[Data entries]
>>>
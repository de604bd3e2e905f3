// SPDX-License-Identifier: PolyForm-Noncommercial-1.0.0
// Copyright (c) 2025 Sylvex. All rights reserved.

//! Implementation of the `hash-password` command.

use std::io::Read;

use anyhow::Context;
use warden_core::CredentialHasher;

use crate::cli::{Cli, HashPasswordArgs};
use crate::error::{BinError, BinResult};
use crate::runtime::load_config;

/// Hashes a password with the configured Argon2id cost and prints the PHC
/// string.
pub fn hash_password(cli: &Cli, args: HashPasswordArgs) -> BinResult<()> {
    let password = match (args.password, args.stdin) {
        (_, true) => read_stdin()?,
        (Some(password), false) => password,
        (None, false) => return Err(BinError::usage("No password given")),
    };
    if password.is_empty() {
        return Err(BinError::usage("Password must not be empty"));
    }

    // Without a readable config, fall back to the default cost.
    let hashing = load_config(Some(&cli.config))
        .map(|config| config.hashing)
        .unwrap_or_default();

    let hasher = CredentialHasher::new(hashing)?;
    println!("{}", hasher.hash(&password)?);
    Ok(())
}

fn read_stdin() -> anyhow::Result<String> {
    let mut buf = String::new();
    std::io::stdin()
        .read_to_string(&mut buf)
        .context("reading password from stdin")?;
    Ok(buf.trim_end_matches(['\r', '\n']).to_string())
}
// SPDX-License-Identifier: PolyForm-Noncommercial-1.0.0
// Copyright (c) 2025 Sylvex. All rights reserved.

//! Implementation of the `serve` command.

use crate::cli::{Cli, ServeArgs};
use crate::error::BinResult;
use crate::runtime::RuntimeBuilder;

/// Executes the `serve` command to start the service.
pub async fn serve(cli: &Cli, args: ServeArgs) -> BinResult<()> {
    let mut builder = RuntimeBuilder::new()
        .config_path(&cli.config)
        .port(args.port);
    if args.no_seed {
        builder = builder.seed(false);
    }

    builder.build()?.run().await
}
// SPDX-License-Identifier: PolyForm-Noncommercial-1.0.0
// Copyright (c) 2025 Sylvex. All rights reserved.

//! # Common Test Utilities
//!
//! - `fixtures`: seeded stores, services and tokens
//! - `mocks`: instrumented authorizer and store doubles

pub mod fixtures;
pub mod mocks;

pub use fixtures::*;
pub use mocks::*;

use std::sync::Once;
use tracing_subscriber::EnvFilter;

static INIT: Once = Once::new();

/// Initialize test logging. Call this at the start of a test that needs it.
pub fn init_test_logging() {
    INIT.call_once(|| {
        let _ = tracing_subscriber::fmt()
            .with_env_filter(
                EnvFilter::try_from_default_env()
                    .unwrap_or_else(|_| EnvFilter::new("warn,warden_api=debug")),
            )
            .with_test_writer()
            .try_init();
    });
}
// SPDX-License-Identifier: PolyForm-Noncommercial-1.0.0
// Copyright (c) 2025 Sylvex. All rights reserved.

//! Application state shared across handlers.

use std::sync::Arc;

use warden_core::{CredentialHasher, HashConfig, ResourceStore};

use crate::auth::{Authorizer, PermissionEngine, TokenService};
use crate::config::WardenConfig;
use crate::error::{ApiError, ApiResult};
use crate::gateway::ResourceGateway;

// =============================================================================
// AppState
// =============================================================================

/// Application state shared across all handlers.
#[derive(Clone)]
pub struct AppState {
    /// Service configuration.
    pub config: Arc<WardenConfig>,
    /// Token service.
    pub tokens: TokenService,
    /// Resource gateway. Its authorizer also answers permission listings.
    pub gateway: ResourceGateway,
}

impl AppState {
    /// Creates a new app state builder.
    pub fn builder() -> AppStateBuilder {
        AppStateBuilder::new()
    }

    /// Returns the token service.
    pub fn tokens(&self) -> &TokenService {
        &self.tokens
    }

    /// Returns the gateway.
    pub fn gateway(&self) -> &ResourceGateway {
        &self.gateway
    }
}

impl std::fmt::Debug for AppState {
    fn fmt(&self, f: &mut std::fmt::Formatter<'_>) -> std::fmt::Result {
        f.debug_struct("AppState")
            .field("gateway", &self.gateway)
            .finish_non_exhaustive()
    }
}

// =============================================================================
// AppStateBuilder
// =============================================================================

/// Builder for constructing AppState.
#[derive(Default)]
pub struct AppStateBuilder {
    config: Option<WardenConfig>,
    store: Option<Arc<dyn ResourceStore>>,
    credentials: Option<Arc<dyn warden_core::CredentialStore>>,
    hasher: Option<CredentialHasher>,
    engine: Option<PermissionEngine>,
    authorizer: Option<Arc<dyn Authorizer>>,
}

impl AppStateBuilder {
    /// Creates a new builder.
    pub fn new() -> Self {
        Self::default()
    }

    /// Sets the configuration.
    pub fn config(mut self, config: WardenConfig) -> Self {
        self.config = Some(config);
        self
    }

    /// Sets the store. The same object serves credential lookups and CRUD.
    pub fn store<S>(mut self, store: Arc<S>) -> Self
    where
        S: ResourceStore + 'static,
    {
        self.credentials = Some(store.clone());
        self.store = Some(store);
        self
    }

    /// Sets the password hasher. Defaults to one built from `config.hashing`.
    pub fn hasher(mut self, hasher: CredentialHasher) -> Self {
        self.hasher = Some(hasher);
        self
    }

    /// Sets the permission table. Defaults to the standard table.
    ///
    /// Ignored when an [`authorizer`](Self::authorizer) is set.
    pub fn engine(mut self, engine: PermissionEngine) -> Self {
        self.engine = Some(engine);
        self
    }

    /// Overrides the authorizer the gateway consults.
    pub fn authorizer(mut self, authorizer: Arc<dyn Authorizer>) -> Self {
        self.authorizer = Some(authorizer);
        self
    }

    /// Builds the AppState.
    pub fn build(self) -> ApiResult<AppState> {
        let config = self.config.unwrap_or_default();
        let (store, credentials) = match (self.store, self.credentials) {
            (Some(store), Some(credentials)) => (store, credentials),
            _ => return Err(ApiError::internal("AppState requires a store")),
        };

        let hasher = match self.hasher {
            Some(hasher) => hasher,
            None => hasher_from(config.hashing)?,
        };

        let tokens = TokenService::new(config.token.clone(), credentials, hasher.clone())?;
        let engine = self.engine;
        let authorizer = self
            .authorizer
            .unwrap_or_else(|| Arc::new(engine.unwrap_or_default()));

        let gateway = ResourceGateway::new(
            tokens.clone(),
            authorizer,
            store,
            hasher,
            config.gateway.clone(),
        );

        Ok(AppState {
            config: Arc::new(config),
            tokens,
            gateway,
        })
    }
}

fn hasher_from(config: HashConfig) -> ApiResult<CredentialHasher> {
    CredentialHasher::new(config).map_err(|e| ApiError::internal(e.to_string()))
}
<<<
>>>
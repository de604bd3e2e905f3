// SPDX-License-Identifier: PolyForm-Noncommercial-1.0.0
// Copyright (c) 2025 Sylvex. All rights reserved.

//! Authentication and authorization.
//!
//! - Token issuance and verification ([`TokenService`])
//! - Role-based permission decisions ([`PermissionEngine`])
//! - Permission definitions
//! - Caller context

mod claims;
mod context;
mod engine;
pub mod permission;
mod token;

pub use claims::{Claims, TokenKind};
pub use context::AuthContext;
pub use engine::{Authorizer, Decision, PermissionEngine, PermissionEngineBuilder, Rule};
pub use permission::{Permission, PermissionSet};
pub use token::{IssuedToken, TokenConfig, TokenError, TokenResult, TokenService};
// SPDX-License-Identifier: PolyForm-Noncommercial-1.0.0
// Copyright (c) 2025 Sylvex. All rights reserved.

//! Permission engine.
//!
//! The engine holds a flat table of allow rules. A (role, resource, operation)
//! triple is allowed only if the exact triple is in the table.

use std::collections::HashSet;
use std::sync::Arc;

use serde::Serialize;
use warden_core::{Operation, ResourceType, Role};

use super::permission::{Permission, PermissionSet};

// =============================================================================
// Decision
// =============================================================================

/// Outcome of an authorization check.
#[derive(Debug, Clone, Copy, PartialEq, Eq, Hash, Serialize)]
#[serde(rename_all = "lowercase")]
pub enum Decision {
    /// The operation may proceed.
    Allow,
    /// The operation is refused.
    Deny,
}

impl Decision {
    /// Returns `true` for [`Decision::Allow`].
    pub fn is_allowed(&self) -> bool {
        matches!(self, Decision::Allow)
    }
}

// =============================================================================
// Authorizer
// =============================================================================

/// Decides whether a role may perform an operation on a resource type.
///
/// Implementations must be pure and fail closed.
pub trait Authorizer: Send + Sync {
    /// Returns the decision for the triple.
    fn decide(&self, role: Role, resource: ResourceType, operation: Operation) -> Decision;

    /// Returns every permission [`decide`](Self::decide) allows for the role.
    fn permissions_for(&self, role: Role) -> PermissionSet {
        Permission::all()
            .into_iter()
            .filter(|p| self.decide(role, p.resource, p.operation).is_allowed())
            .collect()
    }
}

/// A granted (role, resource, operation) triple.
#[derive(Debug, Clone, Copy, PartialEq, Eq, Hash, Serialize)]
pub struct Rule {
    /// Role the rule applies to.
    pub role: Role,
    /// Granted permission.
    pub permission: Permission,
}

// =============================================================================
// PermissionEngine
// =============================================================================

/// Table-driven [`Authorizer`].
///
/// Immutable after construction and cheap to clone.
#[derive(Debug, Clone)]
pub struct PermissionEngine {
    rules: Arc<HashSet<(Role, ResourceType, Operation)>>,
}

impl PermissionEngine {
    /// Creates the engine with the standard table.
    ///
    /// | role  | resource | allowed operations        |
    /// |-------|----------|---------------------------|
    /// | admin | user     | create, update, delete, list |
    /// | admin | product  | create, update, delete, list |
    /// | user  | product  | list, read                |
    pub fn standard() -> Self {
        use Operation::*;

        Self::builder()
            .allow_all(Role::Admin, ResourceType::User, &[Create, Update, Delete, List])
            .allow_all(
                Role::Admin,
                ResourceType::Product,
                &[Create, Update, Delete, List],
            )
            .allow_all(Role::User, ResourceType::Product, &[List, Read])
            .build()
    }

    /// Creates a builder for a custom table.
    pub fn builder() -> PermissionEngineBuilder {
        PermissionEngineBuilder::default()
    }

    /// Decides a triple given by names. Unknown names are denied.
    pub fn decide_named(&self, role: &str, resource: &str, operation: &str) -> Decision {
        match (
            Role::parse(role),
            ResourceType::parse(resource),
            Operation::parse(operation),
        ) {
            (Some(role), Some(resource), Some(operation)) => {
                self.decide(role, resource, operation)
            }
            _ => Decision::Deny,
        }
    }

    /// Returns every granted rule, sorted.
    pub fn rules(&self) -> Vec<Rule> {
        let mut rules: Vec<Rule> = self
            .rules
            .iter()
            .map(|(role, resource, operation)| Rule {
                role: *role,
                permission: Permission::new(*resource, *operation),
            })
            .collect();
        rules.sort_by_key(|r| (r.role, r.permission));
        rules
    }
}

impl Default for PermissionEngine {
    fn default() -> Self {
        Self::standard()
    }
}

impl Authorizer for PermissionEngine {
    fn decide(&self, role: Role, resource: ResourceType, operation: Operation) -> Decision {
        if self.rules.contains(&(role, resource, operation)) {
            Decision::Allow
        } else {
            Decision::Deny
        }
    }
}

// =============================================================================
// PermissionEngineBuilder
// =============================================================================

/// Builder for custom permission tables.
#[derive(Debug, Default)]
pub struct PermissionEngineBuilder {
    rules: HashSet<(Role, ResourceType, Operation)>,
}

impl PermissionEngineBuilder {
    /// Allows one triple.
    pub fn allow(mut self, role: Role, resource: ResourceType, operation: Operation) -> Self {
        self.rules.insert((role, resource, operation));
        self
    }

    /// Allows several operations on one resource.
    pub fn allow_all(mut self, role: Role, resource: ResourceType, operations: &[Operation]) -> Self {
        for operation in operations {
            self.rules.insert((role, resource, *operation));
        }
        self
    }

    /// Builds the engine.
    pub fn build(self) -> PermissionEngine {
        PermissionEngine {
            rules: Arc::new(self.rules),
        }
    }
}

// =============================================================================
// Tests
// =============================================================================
<<<
### Problem description:
The answer should be a number alone: how many lines of the entries hold the word "custom"?

### Your solution:
2